(Collected data entries)
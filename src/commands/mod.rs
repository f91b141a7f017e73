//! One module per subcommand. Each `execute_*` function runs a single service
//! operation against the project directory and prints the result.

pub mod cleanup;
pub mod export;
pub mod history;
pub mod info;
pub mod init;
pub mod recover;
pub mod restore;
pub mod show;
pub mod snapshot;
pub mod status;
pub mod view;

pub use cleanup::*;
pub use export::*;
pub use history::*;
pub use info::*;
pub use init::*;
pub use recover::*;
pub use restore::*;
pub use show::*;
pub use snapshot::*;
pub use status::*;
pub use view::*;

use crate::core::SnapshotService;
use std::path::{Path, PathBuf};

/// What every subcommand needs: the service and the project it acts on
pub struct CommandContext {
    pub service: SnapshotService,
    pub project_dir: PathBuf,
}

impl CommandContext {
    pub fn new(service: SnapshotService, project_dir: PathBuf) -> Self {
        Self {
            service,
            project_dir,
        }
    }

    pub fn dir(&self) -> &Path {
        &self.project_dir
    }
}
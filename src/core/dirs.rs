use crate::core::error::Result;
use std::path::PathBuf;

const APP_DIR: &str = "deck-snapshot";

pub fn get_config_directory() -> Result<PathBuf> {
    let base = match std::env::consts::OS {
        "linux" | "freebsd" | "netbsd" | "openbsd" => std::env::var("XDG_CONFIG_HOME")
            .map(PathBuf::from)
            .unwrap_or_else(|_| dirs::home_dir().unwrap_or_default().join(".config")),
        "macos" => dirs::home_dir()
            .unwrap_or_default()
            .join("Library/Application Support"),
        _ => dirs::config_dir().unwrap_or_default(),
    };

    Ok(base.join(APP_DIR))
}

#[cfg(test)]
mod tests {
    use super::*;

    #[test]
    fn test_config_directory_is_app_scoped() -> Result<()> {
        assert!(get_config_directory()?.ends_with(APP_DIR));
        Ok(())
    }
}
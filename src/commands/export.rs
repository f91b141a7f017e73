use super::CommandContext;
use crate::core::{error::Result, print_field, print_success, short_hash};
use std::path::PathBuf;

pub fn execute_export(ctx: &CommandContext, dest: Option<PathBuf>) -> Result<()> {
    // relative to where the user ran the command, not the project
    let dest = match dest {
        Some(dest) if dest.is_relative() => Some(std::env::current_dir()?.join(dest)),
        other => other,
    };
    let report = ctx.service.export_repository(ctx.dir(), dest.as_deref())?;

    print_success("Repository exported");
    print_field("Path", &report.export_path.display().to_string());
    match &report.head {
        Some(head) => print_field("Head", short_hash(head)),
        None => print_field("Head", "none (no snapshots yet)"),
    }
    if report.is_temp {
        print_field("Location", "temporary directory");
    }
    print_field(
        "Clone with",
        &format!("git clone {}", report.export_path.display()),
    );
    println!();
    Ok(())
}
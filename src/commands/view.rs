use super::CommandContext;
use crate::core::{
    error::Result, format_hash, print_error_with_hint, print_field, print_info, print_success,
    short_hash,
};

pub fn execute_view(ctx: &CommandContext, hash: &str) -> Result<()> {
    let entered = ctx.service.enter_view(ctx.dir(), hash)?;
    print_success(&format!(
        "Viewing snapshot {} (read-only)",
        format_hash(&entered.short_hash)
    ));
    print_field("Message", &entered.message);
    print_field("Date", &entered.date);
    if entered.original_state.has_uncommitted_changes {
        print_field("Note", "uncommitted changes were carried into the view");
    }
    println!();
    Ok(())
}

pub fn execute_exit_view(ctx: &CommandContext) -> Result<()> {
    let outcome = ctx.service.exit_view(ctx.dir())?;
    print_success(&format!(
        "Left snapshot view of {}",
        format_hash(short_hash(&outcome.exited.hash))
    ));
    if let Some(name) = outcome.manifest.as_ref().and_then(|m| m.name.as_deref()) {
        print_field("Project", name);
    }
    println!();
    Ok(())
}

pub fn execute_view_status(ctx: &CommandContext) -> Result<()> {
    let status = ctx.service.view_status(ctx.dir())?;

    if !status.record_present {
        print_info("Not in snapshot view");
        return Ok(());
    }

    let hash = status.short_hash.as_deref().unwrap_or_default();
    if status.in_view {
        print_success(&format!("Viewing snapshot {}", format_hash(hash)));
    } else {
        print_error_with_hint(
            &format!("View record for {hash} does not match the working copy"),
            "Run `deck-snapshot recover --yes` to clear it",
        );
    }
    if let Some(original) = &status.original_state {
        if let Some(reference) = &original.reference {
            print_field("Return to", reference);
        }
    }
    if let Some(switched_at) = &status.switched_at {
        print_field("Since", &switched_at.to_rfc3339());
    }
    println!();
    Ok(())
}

• Work order: Retype the records exactly.

• Output for this task:
filename src/commands/mod.rs
repository f91b141a7f017e73
//! One module per subcommand. Each `execute_*` function runs a single service
//! operation against the project directory and prints the result.

pub mod cleanup;
pub mod export;
pub mod history;
pub mod info;
pub mod init;
pub mod recover;
pub mod restore;
pub mod show;
pub mod snapshot;
pub mod status;
pub mod view;

pub use cleanup::*;
pub use export::*;
pub use history::*;
pub use info::*;
pub use init::*;
pub use recover::*;
pub use restore::*;
pub use show::*;
pub use snapshot::*;
pub use status::*;
pub use view::*;

use crate::core::SnapshotService;
use std::path::{Path, PathBuf};

/// What every subcommand needs: the service and the project it acts on
pub struct CommandContext {
    pub service: SnapshotService,
    pub project_dir: PathBuf,
}

impl CommandContext {
    pub fn new(service: SnapshotService, project_dir: PathBuf) -> Self {
        Self {
            service,
            project_dir,
        }
    }

    pub fn dir(&self) -> &Path {
        &self.project_dir
    }
}
filename src/core/dirs.rs
use crate::core::error::Result;
use std::path::PathBuf;

const APP_DIR: &str = "deck-snapshot";

pub fn get_config_directory() -> Result<PathBuf> {
    let base = match std::env::consts::OS {
        "linux" | "freebsd" | "netbsd" | "openbsd" => std::env::var("XDG_CONFIG_HOME")
            .map(PathBuf::from)
            .unwrap_or_else(|_| dirs::home_dir().unwrap_or_default().join(".config")),
        "macos" => dirs::home_dir()
            .unwrap_or_default()
            .join("Library/Application Support"),
        _ => dirs::config_dir().unwrap_or_default(),
    };

    Ok(base.join(APP_DIR))
}

#[cfg(test)]
mod tests {
    use super::*;

    #[test]
    fn test_config_directory_is_app_scoped() -> Result<()> {
        assert!(get_config_directory()?.ends_with(APP_DIR));
        Ok(())
    }
}
filename src/commands/export.rs
repository f91b141a7f017e73
use super::CommandContext;
use crate::core::{error::Result, print_field, print_success, short_hash};
use std::path::PathBuf;

pub fn execute_export(ctx: &CommandContext, dest: Option<PathBuf>) -> Result<()> {
    // relative to where the user ran the command, not the project
    let dest = match dest {
        Some(dest) if dest.is_relative() => Some(std::env::current_dir()?.join(dest)),
        other => other,
    };
    let report = ctx.service.export_repository(ctx.dir(), dest.as_deref())?;

    print_success("Repository exported");
    print_field("Path", &report.export_path.display().to_string());
    match &report.head {
        Some(head) => print_field("Head", short_hash(head)),
        None => print_field("Head", "none (no snapshots yet)"),
    }
    if report.is_temp {
        print_field("Location", "temporary directory");
    }
    print_field(
        "Clone with",
        &format!("git clone {}", report.export_path.display()),
    );
    println!();
    Ok(())
}
filename src/commands/view.rs
use super::CommandContext;
use crate::core::{
    error::Result, format_hash, print_error_with_hint, print_field, print_info, print_success,
    short_hash,
};

pub fn execute_view(ctx: &CommandContext, hash: &str) -> Result<()> {
    let entered = ctx.service.enter_view(ctx.dir(), hash)?;
    print_success(&format!(
        "Viewing snapshot {} (read-only)",
        format_hash(&entered.short_hash)
    ));
    print_field("Message", &entered.message);
    print_field("Date", &entered.date);
    if entered.original_state.has_uncommitted_changes {
        print_field("Note", "uncommitted changes were carried into the view");
    }
    println!();
    Ok(())
}

pub fn execute_exit_view(ctx: &CommandContext) -> Result<()> {
    let outcome = ctx.service.exit_view(ctx.dir())?;
    print_success(&format!(
        "Left snapshot view of {}",
        format_hash(short_hash(&outcome.exited.hash))
    ));
    if let Some(name) = outcome.manifest.as_ref().and_then(|m| m.name.as_deref()) {
        print_field("Project", name);
    }
    println!();
    Ok(())
}

pub fn execute_view_status(ctx: &CommandContext) -> Result<()> {
    let status = ctx.service.view_status(ctx.dir())?;

    if !status.record_present {
        print_info("Not in snapshot view");
        return Ok(());
    }

    let hash = status.short_hash.as_deref().unwrap_or_default();
    if status.in_view {
        print_success(&format!("Viewing snapshot {}", format_hash(hash)));
    } else {
        print_error_with_hint(
            &format!("View record for {hash} does not match the working copy"),
            "Run `deck-snapshot recover --yes` to clear it",
        );
    }
    if let Some(original) = &status.original_state {
        if let Some(reference) = &original.reference {
            print_field("Return to", reference);
        }
    }
    if let Some(switched_at) = &status.switched_at {
        print_field("Since", &switched_at.to_rfc3339());
    }
    println!();
    Ok(())
}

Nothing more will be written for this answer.